This topic is intended to give you a roadmap for integrating applications with Azure Active Directory (AD). Each of the sections below contain a brief summary of a more detailed topic so you can identify which parts of this getting started guide are relevant to you. Follow the links for a deeper dive on each subject.
Before you begin, take inventory
Before you jump in to integrating applications with Azure AD, it is important to know where you are and where you want to go. The following questions are intended to help you think about your Azure AD application integration project.
- Where are all of your applications? Who owns them?
- What kind of authentication do your applications require?
- Who needs access to which applications?
- Do you want to deploy a new application?
- Will you build it in-house and deploy it on an Azure compute instance?
- Will you use one that is available in the Azure Application Gallery?
User and group inventory
- Where do your user accounts reside?
- On-premises Active Directory
- Azure AD
- Within a separate application database that you own
- In unsanctioned applications
- All of the above
- What permissions and role assignments do individual users currently have? Do you need to review their access or are you sure that your user access and role assignments are appropriate now?
- Are groups already established in your on-premises Active Directory?
- How are your groups organized?
- Who are the group members?
- What permissions/role assignments do the groups currently have?
- Will you need to clean up user/group databases before integrating? (This is a pretty important question. Garbage in, garbage out.)
Access management inventory
- How do you currently manage user access to applications? Does that need to change? Have you considered other ways to manage access, such as with RBAC for example?
- Who needs access to what?
Maybe you don't have the answers to all of these questions up front but that's okay. This guide can help you answer some of those questions and make some informed decisions.
- An Azure subscription and an Azure Active Directory directory. If you don't already have an Azure subscription, you can try out Azure for free for 30 days. Try it out!
Application integration with Azure AD
Finding unsanctioned cloud applications with Cloud App Discovery
As mentioned above, there may be applications that haven't been managed by your organization until now. As part of the inventory process, it is possible to find unsanctioned cloud applications. See Finding unsanctioned cloud applications with Cloud App Discovery.

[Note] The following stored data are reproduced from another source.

//! Element registry: the default attributes and size of each variant, plus
//! the catalogues the attribute panel offers.

use std::fmt;
use std::ops::RangeInclusive;
use std::str::FromStr;

use crate::element::{
    AttributePatch, ElementKind, ImageAttributes, ShapeAttributes, ShapePatch, Size,
    TextAttributes, Variant,
};
use crate::PlaygroundError;

/// Initial size of a text element.
pub const TEXT_SIZE: Size = Size::new(200, 50);

/// Initial size of image and shape elements.
pub const MEDIA_SIZE: Size = Size::new(150, 150);

/// Initial content of a text element.
pub const DEFAULT_TEXT_CONTENT: &str = "Edit this text";

/// Initial font family of a text element.
pub const DEFAULT_FONT_FAMILY: &str = "sans-serif";

/// Initial font size of a text element, in pixels.
pub const DEFAULT_FONT_SIZE: u32 = 16;

/// Initial source of an image element.
pub const DEFAULT_IMAGE_SRC: &str = "/placeholder.svg?height=150&width=150";

/// Font families offered by the attribute panel.
pub const FONT_FAMILIES: [&str; 5] = ["sans-serif", "serif", "monospace", "cursive", "fantasy"];

/// Font size range of the attribute panel slider. Not enforced by the store.
pub const FONT_SIZE_RANGE: RangeInclusive<u32> = 8..=72;

/// Default attributes for a freshly created element of `variant`.
#[must_use]
pub fn default_kind(variant: Variant) -> ElementKind {
    match variant {
        Variant::Text => ElementKind::Text(TextAttributes {
            content: DEFAULT_TEXT_CONTENT.to_string(),
            font_family: DEFAULT_FONT_FAMILY.to_string(),
            font_size: DEFAULT_FONT_SIZE,
            bold: false,
            italic: false,
            underline: false,
        }),
        Variant::Image => ElementKind::Image(ImageAttributes {
            src: DEFAULT_IMAGE_SRC.to_string(),
        }),
        Variant::Shape => ElementKind::Shape(ShapeAttributes {
            path: ShapePreset::Triangle.path().to_string(),
        }),
    }
}

/// Initial size for a freshly created element of `variant`.
#[must_use]
pub const fn default_size(variant: Variant) -> Size {
    match variant {
        Variant::Text => TEXT_SIZE,
        Variant::Image | Variant::Shape => MEDIA_SIZE,
    }
}

/// Canned shape outlines offered by the attribute panel.
#[derive(Debug, Clone, Copy, PartialEq, Eq, Hash)]
pub enum ShapePreset {
    /// Upward-pointing triangle (the default shape).
    Triangle,
    /// Square filling the view box.
    Square,
    /// Circle inscribed in the view box.
    Circle,
}

impl ShapePreset {
    /// Every preset, in panel order.
    pub const ALL: [Self; 3] = [Self::Triangle, Self::Square, Self::Circle];

    /// SVG path data for this preset in the 150x150 view box.
    #[must_use]
    pub const fn path(self) -> &'static str {
        match self {
            Self::Triangle => "M 75,0 L 150,150 L 0,150 Z",
            Self::Square => "M 0,0 L 150,0 L 150,150 L 0,150 Z",
            Self::Circle => "M 75,0 A 75,75 0 1,0 75,150 A 75,75 0 1,0 75,0 Z",
        }
    }

    /// Attribute patch that switches a shape element to this preset.
    #[must_use]
    pub fn patch(self) -> AttributePatch {
        AttributePatch::Shape(ShapePatch {
            path: Some(self.path().to_string()),
        })
    }
}

impl fmt::Display for ShapePreset {
    fn fmt(&self, f: &mut fmt::Formatter<'_>) -> fmt::Result {
        f.write_str(match self {
            Self::Triangle => "triangle",
            Self::Square => "square",
            Self::Circle => "circle",
        })
    }
}

impl FromStr for ShapePreset {
    type Err = PlaygroundError;

    fn from_str(s: &str) -> Result<Self, Self::Err> {
        Self::ALL
            .into_iter()
            .find(|preset| preset.to_string().eq_ignore_ascii_case(s))
            .ok_or_else(|| PlaygroundError::InvalidVariant(format!("shape preset {s}")))
    }
}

Each of your applications may have different authentication requirements. With Azure AD, signing certificates can be used with applications that use SAML 2.0, WS-Federation, or OpenID Connect Protocols as well as Password Single Sign On. For more information about application authentication types for use with Azure AD see Managing Certificates for Federated Single Sign-On in Azure Active Directory and Password based single sign on.

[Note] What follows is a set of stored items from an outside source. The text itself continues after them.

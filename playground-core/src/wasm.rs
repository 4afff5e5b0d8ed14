//! WebAssembly bindings for the browser host.
//!
//! The page renders the document however it likes and forwards resolved
//! input events here as JSON. Bounding boxes are read from the live DOM on
//! every gesture step, and the snapshot slot lives in `localStorage`.

use wasm_bindgen::prelude::*;

use crate::{
    BoundsProvider, Document, Editor, EditorConfig, ElementId, InputEvent, LoadOutcome, Point,
    PlaygroundError, PlaygroundResult, Propagation, Rect, SnapshotStore, Variant,
};

/// Attribute carrying an element's id on its rendered node.
pub const ELEMENT_ID_ATTRIBUTE: &str = "data-element-id";

/// Initialize the playground WASM module.
#[wasm_bindgen(start)]
pub fn init() {
    console_error_panic_hook::set_once();
}

fn js_error(err: &PlaygroundError) -> JsValue {
    js_sys::Error::new(&err.to_string()).into()
}

fn storage_error(context: &str, value: &JsValue) -> PlaygroundError {
    PlaygroundError::Storage(format!("{context}: {value:?}"))
}

/// Snapshot slots kept in the browser's `localStorage`.
#[derive(Debug, Clone)]
pub struct LocalStorageSnapshotStore {
    storage: web_sys::Storage,
}

impl LocalStorageSnapshotStore {
    /// Open the window's `localStorage`.
    ///
    /// # Errors
    ///
    /// Returns [`PlaygroundError::Storage`] if there is no window or storage
    /// is disabled.
    pub fn open() -> PlaygroundResult<Self> {
        let window = web_sys::window()
            .ok_or_else(|| PlaygroundError::Storage("no window available".to_string()))?;
        let storage = window
            .local_storage()
            .map_err(|e| storage_error("localStorage unavailable", &e))?
            .ok_or_else(|| PlaygroundError::Storage("localStorage is disabled".to_string()))?;
        Ok(Self { storage })
    }
}

impl SnapshotStore for LocalStorageSnapshotStore {
    fn read(&self, key: &str) -> PlaygroundResult<Option<String>> {
        self.storage
            .get_item(key)
            .map_err(|e| storage_error("read failed", &e))
    }

    fn write(&self, key: &str, value: &str) -> PlaygroundResult<()> {
        self.storage
            .set_item(key, value)
            .map_err(|e| storage_error("write failed", &e))
    }

    fn remove(&self, key: &str) -> PlaygroundResult<()> {
        self.storage
            .remove_item(key)
            .map_err(|e| storage_error("remove failed", &e))
    }
}

/// Bounding boxes read from the rendered DOM.
#[derive(Debug, Clone)]
pub struct DomBounds {
    canvas_id: String,
}

impl DomBounds {
    /// Track the canvas node with the given DOM id.
    #[must_use]
    pub fn new(canvas_id: impl Into<String>) -> Self {
        Self {
            canvas_id: canvas_id.into(),
        }
    }

    fn document() -> Option<web_sys::Document> {
        web_sys::window()?.document()
    }
}

fn to_rect(rect: &web_sys::DomRect) -> Rect {
    Rect::new(rect.x(), rect.y(), rect.width(), rect.height())
}

fn element_selector(id: &ElementId) -> String {
    let escaped = id.as_str().replace('\\', "\\\\").replace('"', "\\\"");
    format!("[{ELEMENT_ID_ATTRIBUTE}=\"{escaped}\"]")
}

impl BoundsProvider for DomBounds {
    fn canvas_bounds(&self) -> Option<Rect> {
        let node = Self::document()?.get_element_by_id(&self.canvas_id)?;
        Some(to_rect(&node.get_bounding_client_rect()))
    }

    fn element_bounds(&self, _doc: &Document, id: &ElementId) -> Option<Rect> {
        let node = Self::document()?
            .query_selector(&element_selector(id))
            .ok()
            .flatten()?;
        Some(to_rect(&node.get_bounding_client_rect()))
    }
}

/// Playground session exposed to JavaScript.
#[wasm_bindgen]
pub struct WasmPlayground {
    editor: Editor<LocalStorageSnapshotStore>,
    bounds: DomBounds,
}

#[wasm_bindgen]
impl WasmPlayground {
    /// Start a session over the canvas node `canvas_id`, restoring the
    /// saved slot if there is one.
    ///
    /// # Errors
    ///
    /// Returns an error if `localStorage` cannot be opened.
    #[wasm_bindgen(constructor)]
    pub fn new(canvas_id: &str, storage_key: Option<String>) -> Result<WasmPlayground, JsValue> {
        let store = LocalStorageSnapshotStore::open().map_err(|e| js_error(&e))?;
        let mut config = EditorConfig::default();
        if let Some(key) = storage_key {
            config = config.with_storage_key(key);
        }
        Ok(Self {
            editor: Editor::new(&config, store),
            bounds: DomBounds::new(canvas_id),
        })
    }

    /// Handle a palette drop at viewport coordinates. Returns the new id.
    ///
    /// # Errors
    ///
    /// Returns an error if `variant` is not a known element type.
    #[wasm_bindgen(js_name = dropElement)]
    pub fn drop_element(
        &mut self,
        variant: &str,
        client_x: Option<f64>,
        client_y: Option<f64>,
    ) -> Result<Option<String>, JsValue> {
        let variant: Variant = variant.parse().map_err(|e| js_error(&e))?;
        let position = client_x.zip(client_y).map(|(x, y)| Point::new(x, y));
        Ok(self
            .editor
            .drop_element(&self.bounds, variant, position)
            .map(|id| id.to_string()))
    }

    /// Feed a JSON-encoded input event. Returns `true` if an element
    /// consumed it and propagation should stop.
    ///
    /// # Errors
    ///
    /// Returns an error if the event JSON is invalid.
    #[wasm_bindgen(js_name = handleEvent)]
    pub fn handle_event(&mut self, json: &str) -> Result<bool, JsValue> {
        let event: InputEvent = serde_json::from_str(json)
            .map_err(|e| js_error(&PlaygroundError::Serialization(e)))?;
        Ok(self.editor.handle_event(&self.bounds, &event) == Propagation::Stop)
    }

    /// Handle a key press on the document.
    #[wasm_bindgen(js_name = keyDown)]
    pub fn key_down(&mut self, key: &str) {
        self.editor.handle_event(&self.bounds, &InputEvent::key(key));
    }

    /// Apply the coalesced move. Call from `requestAnimationFrame`.
    #[wasm_bindgen(js_name = flushFrame)]
    pub fn flush_frame(&mut self) -> bool {
        self.editor.flush_frame()
    }

    /// Check whether a frame should be requested.
    #[wasm_bindgen(js_name = needsFrame)]
    #[must_use]
    pub fn needs_frame(&self) -> bool {
        self.editor.needs_frame()
    }

    /// Merge a JSON attribute patch from the side panel.
    ///
    /// # Errors
    ///
    /// Returns an error if the id or the patch is invalid.
    #[wasm_bindgen(js_name = editAttributes)]
    pub fn edit_attributes(&mut self, id: &str, patch_json: &str) -> Result<(), JsValue> {
        let id = ElementId::parse(id).map_err(|e| js_error(&e))?;
        self.editor
            .edit_attributes_json(&id, patch_json)
            .map_err(|e| js_error(&e))
    }

    /// Apply a size edit from the side panel.
    ///
    /// # Errors
    ///
    /// Returns an error if the id is invalid.
    #[wasm_bindgen(js_name = editSize)]
    pub fn edit_size(&mut self, id: &str, width: u32, height: u32) -> Result<(), JsValue> {
        let id = ElementId::parse(id).map_err(|e| js_error(&e))?;
        self.editor.edit_size(&id, width, height);
        Ok(())
    }

    /// Delete an element.
    ///
    /// # Errors
    ///
    /// Returns an error if the id is invalid.
    #[wasm_bindgen(js_name = deleteElement)]
    pub fn delete_element(&mut self, id: &str) -> Result<(), JsValue> {
        let id = ElementId::parse(id).map_err(|e| js_error(&e))?;
        self.editor.delete_element(&id);
        Ok(())
    }

    /// Save to `localStorage`. Returns the number of elements saved.
    ///
    /// # Errors
    ///
    /// Returns an error if the write fails (e.g. quota exceeded).
    pub fn save(&self) -> Result<usize, JsValue> {
        self.editor.save().map_err(|e| js_error(&e))
    }

    /// Load from `localStorage`. Returns `false` if nothing was saved.
    ///
    /// # Errors
    ///
    /// Returns an error if the snapshot is malformed; the document is kept.
    pub fn load(&mut self) -> Result<bool, JsValue> {
        match self.editor.load().map_err(|e| js_error(&e))? {
            LoadOutcome::Restored { .. } => Ok(true),
            LoadOutcome::NothingToLoad => Ok(false),
        }
    }

    /// The element list in snapshot format.
    ///
    /// # Errors
    ///
    /// Returns an error if serialization fails.
    #[wasm_bindgen(js_name = getElementsJson)]
    pub fn get_elements_json(&self) -> Result<String, JsValue> {
        crate::persistence::snapshot::encode(self.editor.document().elements())
            .map_err(|e| js_error(&e))
    }

    /// Id of the selected element, if any.
    #[wasm_bindgen(js_name = selectedId)]
    #[must_use]
    pub fn selected_id(&self) -> Option<String> {
        self.editor.document().selected().map(|id| id.to_string())
    }

    /// Change counter; re-render when it moves.
    #[must_use]
    pub fn revision(&self) -> u64 {
        self.editor.document().revision()
    }
}

#[cfg(test)]
mod tests {
    use super::*;

    #[test]
    fn element_selector_quotes_id() {
        let id = ElementId::new();
        assert_eq!(element_selector(&id), format!("[data-element-id=\"{id}\"]"));
    }

    #[test]
    fn element_selector_escapes_quotes() {
        let id = ElementId::parse(r#"a"b\c"#).expect("id");
        assert_eq!(element_selector(&id), r#"[data-element-id="a\"b\\c"]"#);
    }
}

Enabling SSO with Azure AD App Proxy
With Microsoft Azure AD Application Proxy, you can provide access to applications located inside your private network securely, from anywhere and on any device. After you have installed an application proxy connector within your environment, it can be easily configured with Azure AD.
Integrating applications with Azure AD
The following articles discuss the different ways applications integrate with Azure AD, and provide some guidance.

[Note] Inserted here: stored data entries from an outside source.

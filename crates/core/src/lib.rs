pub mod application;
pub mod domain;
pub mod error;
pub mod ports;
pub mod utils;
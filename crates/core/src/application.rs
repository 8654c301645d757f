use tracing::{error, info};

use crate::domain::{ChannelQuery, ChannelSnapshot, ImageKind};
use crate::ports::{ChannelSource, ImageSource, Result, RunJournal};
use crate::utils::format_in_timezone;

pub const MSG_START: &str = "Starting program";
pub const MSG_OK: &str = "Execution was OK";
pub const MSG_ERRORS: &str = "Execution had errors";
pub const MSG_END: &str = "Ending program";

/// Stage of the run, only used to label failure lines
#[derive(Debug, Clone, Copy, PartialEq, Eq)]
enum Step {
    Metadata,
    Images,
    Report,
}

impl Step {
    fn label(&self) -> &'static str {
        match self {
            Step::Images => "idchannel",
            Step::Metadata | Step::Report => "channel",
        }
    }
}

/// Application service producing the report of one channel
pub struct ChannelReportService {
    channel_source: Box<dyn ChannelSource>,
    image_source: Box<dyn ImageSource>,
    journal: Box<dyn RunJournal>,
    step: Step,
}

/// Outcome of a successful run
#[derive(Debug, Clone)]
pub struct RunSummary {
    pub snapshot: ChannelSnapshot,
    pub report: String,
    pub banner_saved: bool,
}

impl ChannelReportService {
    /// Creates a new ChannelReportService with the given dependencies
    pub fn new(
        channel_source: Box<dyn ChannelSource>,
        image_source: Box<dyn ImageSource>,
        journal: Box<dyn RunJournal>,
    ) -> Self {
        Self {
            channel_source,
            image_source,
            journal,
            step: Step::Metadata,
        }
    }

    /// Runs fetch, downloads and report writing in order.
    /// Any failure, including one while writing the closing log lines, is
    /// logged and ends the run through `abort_run`; the journal is shut down
    /// on every path.
    pub fn execute(&mut self, query: &ChannelQuery) -> Result<RunSummary> {
        self.step = Step::Metadata;
        let outcome = self
            .note(MSG_START)
            .and_then(|_| self.collect(query))
            .and_then(|summary| {
                self.note(MSG_OK)?;
                self.note(MSG_END)?;
                Ok(summary)
            });

        match outcome {
            Ok(summary) => {
                self.journal.shutdown();
                Ok(summary)
            }
            Err(err) => {
                let detail = format!("[×] {}={} {}", self.step.label(), query.channel_id, err);
                error!(network = err.is_network(), "{}", detail);
                if let Err(log_err) = self.journal.log(&detail) {
                    error!("Could not write log entry: {}", log_err);
                }
                self.abort_run();
                Err(err)
            }
        }
    }

    fn collect(&mut self, query: &ChannelQuery) -> Result<RunSummary> {
        let snapshot = self.channel_source.fetch_channel(query)?;

        self.step = Step::Images;
        let thumbnail = self.image_source.download_image(&snapshot.thumbnail_url)?;
        let path = self.journal.save_image(ImageKind::Thumbnail, &thumbnail)?;
        info!(path = %path.display(), "Saved thumbnail");

        let banner_saved = match &snapshot.banner_url {
            Some(url) => {
                let banner = self.image_source.download_image(url)?;
                let path = self.journal.save_image(ImageKind::Banner, &banner)?;
                info!(path = %path.display(), "Saved banner");
                true
            }
            None => {
                info!(channel = %query.channel_id, "No banner image, skipping");
                false
            }
        };

        self.step = Step::Report;
        let report = render_report(query, &snapshot)?;
        self.journal.write_result(&report)?;
        print!("{}", report);

        Ok(RunSummary {
            snapshot,
            report,
            banner_saved,
        })
    }

    /// Single failure exit: trailing log lines, then shutdown.
    /// The caller turns the returned error into exit code 1.
    fn abort_run(&mut self) {
        for message in [MSG_ERRORS, MSG_END] {
            if let Err(err) = self.note(message) {
                error!("Could not write log entry: {}", err);
            }
        }
        self.journal.shutdown();
    }

    /// Writes a log line and mirrors it on the console
    fn note(&mut self, message: &str) -> Result<()> {
        info!("{}", message);
        self.journal.log(message)
    }
}

/// Formats a channel snapshot into the plain text report
pub fn render_report(query: &ChannelQuery, snapshot: &ChannelSnapshot) -> Result<String> {
    let published = format_in_timezone(
        &snapshot.published_at,
        &query.timezone,
        &query.date_formats.display,
    )?;

    let mut output = String::new();
    output.push_str(&format!(
        "Channel {} id : {}\n\n",
        snapshot.channel_url(),
        snapshot.channel_id
    ));
    output.push_str(&format!("Title : {}\n", snapshot.title));
    output.push_str(&format!("Description : {}\n", snapshot.description));
    output.push_str(&format!("Date : {}\n", published));
    output.push_str(&format!("viewCount : {}\n", snapshot.view_count));
    output.push_str(&format!("subscriberCount : {}\n", snapshot.subscriber_count));
    output.push_str(&format!("videoCount : {}\n\n", snapshot.video_count));

    Ok(output)
}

- Determining which Active Directory to use
- Using applications in the Azure application gallery
- Integrating SaaS applications tutorials list
Managing access to applications
The following articles describe ways you can manage access to applications once they have been integrated with Azure AD using Azure AD Connectors and Azure AD.
- Managing access to apps using Azure AD
- Automating with Azure AD Connectors
- Assigning users to an application
- Assigning groups to an application
- Sharing accounts
Integrating custom applications
If you are writing a new application and want to assist developers in leveraging the power Azure AD, see Guiding developers.
If you want to add your custom application to the Azure Application Gallery, see “Bring your own app” with Azure AD Self-Service SAML configuration.